» **PROBLEM TO SOLVE**
Look through the data below for the line with "into the loader.", and transcribe it exactly together with each line after it up to and including the line with "let keys: Vec<_>". Give nothing else.

=== INFORMATION SHOWN ===

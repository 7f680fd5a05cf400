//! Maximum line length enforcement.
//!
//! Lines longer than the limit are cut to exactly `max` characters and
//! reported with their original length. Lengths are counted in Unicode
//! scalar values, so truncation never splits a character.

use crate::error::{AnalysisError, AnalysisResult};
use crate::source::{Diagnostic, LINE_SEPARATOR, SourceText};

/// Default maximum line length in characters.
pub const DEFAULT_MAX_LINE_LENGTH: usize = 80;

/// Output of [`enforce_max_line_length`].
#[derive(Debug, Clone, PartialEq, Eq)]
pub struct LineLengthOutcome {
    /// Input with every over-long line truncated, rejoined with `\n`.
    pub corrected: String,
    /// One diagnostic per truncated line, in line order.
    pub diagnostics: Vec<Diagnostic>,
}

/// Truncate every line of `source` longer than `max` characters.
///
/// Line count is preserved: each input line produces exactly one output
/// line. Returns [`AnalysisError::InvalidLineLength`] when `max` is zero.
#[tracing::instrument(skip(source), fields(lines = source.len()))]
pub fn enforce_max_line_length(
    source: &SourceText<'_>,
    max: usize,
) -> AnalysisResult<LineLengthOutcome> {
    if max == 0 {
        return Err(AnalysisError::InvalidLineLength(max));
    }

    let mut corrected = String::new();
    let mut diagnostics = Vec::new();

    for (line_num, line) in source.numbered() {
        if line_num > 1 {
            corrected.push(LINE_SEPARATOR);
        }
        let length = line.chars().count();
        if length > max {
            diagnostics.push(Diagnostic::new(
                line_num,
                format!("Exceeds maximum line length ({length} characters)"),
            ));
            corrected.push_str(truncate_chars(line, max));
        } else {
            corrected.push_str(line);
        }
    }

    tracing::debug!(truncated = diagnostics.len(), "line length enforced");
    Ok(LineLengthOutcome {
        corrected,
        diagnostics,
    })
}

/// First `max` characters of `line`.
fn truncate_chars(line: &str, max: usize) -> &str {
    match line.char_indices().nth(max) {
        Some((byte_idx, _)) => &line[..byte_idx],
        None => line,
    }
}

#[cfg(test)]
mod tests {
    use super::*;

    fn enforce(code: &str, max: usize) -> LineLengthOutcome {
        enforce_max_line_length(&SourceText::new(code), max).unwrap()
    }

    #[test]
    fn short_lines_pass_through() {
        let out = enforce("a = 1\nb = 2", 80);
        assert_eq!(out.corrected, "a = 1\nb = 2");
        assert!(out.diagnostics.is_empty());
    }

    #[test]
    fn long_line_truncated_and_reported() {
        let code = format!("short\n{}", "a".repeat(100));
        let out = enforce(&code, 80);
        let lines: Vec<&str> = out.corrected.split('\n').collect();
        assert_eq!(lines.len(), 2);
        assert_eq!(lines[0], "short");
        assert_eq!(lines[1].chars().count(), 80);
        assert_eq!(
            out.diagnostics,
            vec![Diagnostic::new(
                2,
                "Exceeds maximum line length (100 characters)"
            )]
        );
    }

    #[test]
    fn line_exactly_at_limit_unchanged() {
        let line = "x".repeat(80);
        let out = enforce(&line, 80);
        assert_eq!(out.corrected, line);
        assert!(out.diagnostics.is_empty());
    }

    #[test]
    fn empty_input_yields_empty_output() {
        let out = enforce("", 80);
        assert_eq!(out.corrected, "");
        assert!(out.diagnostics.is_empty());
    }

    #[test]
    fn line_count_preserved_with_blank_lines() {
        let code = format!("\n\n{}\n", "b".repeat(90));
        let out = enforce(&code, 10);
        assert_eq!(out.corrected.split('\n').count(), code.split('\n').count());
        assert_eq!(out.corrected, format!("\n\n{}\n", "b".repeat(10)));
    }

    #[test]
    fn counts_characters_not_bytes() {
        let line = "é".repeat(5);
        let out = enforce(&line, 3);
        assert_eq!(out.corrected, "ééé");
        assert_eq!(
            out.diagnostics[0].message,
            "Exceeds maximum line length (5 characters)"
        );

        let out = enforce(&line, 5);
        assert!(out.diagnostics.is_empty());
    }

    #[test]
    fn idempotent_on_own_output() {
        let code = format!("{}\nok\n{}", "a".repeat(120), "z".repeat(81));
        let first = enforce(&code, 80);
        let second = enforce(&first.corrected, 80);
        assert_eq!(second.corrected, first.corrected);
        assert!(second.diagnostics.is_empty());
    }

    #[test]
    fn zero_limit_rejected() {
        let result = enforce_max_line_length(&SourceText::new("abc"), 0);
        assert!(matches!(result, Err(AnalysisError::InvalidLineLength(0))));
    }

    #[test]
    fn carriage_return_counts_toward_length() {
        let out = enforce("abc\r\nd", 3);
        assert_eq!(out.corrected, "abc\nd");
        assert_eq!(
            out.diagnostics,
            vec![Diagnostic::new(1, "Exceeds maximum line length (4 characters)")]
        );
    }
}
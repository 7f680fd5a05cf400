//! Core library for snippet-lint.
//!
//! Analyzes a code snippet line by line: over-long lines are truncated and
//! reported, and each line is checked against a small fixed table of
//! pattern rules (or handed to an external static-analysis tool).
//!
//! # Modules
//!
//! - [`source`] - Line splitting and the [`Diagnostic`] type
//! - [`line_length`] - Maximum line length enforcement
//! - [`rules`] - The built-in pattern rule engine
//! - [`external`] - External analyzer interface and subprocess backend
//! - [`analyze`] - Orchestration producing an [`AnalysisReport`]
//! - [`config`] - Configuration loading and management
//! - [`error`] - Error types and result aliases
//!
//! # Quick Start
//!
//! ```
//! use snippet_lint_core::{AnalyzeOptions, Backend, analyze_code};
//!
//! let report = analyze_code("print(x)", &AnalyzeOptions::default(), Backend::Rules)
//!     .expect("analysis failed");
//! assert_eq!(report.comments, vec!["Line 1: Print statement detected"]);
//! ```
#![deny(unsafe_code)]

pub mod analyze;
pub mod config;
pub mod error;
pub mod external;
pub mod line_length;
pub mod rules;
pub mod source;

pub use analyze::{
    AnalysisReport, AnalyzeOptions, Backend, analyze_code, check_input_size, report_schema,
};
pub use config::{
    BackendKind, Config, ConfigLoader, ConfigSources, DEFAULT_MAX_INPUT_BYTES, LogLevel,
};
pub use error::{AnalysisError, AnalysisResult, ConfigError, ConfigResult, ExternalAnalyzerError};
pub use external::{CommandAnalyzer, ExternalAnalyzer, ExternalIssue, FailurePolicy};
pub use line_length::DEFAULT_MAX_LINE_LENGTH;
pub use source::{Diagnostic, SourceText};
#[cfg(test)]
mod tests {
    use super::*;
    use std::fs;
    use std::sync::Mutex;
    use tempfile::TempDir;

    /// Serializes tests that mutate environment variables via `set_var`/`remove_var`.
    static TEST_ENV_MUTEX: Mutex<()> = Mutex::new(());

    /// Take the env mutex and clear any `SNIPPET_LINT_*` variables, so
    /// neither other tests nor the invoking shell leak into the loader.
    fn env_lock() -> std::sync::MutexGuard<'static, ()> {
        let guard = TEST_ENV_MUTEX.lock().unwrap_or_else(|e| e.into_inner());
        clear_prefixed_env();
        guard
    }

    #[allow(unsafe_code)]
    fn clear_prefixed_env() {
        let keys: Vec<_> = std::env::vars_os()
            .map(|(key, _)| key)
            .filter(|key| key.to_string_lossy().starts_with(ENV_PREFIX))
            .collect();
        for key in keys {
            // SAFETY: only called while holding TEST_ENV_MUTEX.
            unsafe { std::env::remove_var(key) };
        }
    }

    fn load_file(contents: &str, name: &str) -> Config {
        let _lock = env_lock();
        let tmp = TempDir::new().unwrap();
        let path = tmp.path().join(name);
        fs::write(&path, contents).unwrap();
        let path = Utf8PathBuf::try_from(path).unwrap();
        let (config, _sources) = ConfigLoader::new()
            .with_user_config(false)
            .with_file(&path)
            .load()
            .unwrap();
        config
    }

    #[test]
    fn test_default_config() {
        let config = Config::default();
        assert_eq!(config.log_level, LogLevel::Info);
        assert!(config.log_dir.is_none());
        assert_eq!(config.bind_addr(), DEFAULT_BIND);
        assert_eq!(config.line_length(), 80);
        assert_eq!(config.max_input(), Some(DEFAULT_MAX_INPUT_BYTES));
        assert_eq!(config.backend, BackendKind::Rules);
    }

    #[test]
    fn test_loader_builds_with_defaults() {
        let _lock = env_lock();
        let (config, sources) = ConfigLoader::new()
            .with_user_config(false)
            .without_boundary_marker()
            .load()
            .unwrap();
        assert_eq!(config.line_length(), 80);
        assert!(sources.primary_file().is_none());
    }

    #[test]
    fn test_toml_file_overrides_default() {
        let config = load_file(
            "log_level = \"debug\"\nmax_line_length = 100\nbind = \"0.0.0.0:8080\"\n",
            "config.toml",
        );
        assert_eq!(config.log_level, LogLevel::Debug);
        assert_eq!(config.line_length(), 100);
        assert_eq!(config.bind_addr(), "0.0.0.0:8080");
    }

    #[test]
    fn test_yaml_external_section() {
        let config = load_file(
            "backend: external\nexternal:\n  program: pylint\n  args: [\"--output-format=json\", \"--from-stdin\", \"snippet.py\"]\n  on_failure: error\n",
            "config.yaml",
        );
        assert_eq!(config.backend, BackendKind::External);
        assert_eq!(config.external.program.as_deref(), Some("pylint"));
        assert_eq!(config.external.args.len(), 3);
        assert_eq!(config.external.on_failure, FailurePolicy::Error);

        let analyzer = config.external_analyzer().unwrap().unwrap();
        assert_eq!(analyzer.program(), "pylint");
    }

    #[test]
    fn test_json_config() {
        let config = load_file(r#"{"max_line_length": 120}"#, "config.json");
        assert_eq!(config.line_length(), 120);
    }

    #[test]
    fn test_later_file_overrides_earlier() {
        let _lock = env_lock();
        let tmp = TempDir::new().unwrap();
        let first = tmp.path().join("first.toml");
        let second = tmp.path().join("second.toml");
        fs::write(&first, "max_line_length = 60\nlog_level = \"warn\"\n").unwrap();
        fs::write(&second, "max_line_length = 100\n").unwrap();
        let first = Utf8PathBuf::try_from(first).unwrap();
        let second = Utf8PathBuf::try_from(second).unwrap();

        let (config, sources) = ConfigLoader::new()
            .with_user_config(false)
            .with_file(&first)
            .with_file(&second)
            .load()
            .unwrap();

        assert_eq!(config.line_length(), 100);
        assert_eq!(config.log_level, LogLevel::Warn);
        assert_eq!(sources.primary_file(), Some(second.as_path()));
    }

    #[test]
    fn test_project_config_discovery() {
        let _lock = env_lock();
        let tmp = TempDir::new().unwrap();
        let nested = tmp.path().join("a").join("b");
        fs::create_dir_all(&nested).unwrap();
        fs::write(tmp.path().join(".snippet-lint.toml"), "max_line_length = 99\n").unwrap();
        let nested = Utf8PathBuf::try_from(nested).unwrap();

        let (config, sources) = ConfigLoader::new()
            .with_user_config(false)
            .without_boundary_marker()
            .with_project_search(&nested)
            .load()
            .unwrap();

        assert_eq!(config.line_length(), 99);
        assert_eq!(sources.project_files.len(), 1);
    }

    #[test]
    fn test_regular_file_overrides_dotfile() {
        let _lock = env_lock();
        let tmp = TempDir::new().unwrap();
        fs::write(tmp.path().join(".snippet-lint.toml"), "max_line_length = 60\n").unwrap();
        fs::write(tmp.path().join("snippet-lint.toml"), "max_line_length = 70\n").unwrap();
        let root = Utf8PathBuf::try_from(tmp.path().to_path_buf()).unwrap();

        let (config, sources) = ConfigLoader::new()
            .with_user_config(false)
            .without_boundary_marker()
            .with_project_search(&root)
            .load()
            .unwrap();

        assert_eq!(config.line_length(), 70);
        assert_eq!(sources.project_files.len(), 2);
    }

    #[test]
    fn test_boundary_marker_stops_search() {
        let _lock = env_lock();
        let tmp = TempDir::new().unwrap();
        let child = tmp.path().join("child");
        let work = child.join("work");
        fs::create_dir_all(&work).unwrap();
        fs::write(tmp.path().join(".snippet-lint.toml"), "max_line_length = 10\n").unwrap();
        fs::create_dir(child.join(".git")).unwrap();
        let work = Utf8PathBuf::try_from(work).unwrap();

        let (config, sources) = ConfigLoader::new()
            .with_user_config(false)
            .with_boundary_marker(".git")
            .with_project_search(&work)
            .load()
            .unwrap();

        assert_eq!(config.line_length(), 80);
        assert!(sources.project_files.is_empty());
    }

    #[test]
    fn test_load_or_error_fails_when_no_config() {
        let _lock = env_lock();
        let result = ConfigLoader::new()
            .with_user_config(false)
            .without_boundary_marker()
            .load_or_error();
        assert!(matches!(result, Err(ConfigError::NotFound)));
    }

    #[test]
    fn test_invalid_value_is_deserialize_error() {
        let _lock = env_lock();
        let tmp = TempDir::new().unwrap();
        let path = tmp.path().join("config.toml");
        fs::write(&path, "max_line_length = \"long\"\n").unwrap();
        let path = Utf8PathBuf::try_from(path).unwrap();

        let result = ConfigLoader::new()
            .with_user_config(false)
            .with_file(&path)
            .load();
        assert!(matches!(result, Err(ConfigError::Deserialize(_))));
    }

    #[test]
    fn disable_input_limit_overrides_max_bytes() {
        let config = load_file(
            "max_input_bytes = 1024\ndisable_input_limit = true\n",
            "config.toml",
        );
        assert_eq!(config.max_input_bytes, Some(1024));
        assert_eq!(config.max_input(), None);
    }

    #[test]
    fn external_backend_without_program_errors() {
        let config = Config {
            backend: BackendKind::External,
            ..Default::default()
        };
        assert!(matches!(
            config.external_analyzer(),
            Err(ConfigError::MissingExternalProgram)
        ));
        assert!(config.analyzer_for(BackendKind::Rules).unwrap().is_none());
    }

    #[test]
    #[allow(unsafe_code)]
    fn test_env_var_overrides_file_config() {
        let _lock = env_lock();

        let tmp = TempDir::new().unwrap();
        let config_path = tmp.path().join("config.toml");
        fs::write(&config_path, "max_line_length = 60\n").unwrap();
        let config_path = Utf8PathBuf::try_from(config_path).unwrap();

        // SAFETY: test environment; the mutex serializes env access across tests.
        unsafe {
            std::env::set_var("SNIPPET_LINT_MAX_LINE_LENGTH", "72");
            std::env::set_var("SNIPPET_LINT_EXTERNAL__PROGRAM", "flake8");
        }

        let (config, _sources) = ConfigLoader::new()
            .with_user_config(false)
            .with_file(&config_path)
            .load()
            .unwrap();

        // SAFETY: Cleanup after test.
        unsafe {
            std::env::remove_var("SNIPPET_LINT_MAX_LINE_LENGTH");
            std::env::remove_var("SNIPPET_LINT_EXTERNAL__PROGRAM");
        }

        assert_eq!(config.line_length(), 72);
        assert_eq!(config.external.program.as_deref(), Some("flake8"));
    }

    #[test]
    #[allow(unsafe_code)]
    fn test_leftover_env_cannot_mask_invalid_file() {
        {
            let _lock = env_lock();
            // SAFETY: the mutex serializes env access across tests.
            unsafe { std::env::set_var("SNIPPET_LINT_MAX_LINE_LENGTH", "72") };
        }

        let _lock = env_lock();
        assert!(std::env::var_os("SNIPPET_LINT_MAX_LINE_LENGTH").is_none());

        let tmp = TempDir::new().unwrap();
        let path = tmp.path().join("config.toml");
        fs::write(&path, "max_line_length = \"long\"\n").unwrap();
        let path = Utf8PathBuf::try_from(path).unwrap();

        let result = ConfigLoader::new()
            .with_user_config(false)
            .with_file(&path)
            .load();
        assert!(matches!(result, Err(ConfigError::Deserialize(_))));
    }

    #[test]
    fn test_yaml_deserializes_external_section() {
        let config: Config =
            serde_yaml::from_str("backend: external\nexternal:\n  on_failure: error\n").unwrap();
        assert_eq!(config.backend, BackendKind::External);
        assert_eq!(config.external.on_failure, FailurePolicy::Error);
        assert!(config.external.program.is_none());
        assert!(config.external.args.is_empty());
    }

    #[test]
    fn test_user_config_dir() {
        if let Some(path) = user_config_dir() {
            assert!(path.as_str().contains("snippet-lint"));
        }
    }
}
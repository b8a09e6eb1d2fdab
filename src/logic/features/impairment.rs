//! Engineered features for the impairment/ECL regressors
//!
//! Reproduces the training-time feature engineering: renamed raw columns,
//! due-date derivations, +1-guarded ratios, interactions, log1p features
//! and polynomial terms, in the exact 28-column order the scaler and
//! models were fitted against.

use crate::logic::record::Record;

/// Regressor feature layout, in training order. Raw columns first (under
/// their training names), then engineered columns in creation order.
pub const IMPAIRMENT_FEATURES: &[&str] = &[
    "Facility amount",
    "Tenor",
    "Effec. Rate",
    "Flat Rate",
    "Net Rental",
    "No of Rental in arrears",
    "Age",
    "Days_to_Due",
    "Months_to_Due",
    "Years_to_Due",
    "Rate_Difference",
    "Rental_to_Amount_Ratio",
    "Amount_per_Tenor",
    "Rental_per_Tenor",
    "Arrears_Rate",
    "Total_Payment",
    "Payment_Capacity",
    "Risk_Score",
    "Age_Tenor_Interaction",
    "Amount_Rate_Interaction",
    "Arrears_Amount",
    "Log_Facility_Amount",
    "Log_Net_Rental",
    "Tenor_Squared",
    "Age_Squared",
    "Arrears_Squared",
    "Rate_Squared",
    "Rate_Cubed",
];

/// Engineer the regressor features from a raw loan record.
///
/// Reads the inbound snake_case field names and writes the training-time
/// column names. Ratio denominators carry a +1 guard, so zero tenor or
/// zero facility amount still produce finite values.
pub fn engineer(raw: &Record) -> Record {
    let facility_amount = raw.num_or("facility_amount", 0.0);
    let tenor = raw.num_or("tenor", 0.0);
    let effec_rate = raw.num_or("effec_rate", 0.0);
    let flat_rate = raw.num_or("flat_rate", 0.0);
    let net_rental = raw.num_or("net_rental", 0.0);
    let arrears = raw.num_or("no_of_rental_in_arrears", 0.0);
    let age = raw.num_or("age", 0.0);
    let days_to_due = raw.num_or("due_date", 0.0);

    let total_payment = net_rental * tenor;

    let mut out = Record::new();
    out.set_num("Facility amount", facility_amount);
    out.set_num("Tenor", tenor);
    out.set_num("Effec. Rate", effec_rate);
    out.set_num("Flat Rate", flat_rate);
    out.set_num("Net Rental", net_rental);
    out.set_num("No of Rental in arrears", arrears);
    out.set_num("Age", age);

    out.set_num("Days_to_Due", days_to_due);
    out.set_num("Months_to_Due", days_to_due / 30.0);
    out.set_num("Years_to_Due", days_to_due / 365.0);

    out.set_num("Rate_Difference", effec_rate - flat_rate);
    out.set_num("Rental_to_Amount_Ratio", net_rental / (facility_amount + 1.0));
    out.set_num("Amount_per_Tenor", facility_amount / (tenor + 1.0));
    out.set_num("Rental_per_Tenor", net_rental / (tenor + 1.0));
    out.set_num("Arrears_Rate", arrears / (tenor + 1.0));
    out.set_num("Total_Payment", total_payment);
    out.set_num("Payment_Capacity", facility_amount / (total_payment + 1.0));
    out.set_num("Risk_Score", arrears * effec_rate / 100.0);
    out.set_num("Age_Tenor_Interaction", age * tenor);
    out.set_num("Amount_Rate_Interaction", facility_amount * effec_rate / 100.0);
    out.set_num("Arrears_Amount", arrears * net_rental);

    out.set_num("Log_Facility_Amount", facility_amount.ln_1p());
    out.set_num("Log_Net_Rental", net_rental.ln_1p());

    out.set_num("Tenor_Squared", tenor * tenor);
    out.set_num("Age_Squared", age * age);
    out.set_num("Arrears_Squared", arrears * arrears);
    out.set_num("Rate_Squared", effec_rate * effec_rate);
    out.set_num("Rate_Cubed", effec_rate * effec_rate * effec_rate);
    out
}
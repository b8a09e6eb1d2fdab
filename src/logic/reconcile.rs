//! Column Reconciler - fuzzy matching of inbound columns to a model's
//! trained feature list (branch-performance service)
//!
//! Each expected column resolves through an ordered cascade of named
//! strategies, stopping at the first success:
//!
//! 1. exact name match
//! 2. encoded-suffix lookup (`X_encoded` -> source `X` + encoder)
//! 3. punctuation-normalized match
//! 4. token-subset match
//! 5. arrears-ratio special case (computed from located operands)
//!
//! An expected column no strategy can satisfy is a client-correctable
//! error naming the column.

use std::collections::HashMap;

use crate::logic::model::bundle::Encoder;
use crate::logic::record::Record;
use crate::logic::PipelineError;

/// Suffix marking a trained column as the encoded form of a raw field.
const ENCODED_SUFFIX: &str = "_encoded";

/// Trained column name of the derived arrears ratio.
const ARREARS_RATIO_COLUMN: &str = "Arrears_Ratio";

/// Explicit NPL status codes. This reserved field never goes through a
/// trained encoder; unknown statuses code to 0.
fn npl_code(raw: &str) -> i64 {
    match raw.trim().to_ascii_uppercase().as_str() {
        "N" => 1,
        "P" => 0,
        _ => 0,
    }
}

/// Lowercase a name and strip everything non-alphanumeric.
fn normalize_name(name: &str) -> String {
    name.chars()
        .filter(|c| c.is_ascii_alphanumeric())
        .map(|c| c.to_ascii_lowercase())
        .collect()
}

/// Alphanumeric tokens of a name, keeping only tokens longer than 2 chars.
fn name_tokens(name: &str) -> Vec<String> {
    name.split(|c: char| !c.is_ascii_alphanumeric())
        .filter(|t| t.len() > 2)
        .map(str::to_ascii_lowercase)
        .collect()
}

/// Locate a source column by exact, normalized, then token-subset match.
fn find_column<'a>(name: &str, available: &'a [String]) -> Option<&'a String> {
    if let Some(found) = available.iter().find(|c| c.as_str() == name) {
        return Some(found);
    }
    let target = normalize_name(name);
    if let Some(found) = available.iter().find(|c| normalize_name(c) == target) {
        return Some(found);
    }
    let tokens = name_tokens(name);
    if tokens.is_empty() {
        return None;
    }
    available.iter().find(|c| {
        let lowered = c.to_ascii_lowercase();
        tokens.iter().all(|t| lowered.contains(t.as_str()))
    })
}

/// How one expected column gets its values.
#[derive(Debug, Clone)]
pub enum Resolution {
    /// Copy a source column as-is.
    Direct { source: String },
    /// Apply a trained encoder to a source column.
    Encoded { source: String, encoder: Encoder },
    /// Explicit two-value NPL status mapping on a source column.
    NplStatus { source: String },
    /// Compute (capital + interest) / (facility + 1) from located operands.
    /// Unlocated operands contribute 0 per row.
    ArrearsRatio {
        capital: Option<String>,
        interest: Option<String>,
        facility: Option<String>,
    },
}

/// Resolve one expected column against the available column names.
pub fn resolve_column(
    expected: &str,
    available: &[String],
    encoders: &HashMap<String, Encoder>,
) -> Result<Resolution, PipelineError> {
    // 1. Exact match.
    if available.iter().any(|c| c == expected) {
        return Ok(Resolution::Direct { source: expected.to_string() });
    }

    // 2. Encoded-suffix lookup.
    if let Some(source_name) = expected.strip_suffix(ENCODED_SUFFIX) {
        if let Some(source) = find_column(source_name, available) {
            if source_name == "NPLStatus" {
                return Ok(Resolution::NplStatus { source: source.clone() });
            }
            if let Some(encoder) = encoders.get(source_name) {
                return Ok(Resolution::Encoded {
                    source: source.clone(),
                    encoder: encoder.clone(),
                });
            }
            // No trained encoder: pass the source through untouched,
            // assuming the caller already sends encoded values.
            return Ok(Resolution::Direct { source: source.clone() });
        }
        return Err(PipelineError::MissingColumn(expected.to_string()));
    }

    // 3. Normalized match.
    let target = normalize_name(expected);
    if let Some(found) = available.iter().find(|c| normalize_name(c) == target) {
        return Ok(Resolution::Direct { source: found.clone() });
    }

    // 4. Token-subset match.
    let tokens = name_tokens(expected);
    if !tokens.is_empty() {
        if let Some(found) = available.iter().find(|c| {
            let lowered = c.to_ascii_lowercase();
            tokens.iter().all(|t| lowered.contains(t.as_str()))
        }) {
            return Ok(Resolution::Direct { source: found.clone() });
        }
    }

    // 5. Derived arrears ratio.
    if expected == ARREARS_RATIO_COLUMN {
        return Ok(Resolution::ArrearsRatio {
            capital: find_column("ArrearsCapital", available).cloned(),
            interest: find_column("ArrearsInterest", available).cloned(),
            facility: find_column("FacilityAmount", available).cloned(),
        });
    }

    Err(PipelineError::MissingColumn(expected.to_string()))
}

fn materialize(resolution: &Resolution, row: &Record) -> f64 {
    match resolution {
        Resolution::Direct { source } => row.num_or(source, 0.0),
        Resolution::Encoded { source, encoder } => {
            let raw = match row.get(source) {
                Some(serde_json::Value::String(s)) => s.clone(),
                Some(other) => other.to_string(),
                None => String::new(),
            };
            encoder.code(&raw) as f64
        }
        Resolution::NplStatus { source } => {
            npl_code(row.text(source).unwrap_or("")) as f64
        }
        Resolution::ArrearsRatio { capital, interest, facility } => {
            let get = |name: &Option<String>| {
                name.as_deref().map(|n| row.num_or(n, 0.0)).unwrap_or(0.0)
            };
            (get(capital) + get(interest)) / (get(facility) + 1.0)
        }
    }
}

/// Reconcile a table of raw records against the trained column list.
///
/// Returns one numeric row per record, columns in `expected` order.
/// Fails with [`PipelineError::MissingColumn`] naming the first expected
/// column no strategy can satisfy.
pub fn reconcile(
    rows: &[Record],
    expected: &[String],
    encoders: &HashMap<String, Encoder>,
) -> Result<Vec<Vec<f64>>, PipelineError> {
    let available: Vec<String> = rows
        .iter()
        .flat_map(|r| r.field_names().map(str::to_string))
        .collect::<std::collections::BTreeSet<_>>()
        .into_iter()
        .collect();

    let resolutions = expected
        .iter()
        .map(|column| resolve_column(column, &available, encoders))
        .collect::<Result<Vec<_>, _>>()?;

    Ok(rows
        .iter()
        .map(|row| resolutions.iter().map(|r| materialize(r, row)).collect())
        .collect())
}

===

» **RESULT**
    /// neither other tests nor the invoking shell leak into the loader.
    fn env_lock() -> std::sync::MutexGuard<'static, ()> {
        let guard = TEST_ENV_MUTEX.lock().unwrap_or_else(|e| e.into_inner());
        clear_prefixed_env();
        guard
    }

    #[allow(unsafe_code)]
    fn clear_prefixed_env() {
        let keys: Vec<_> = std::env::vars_os()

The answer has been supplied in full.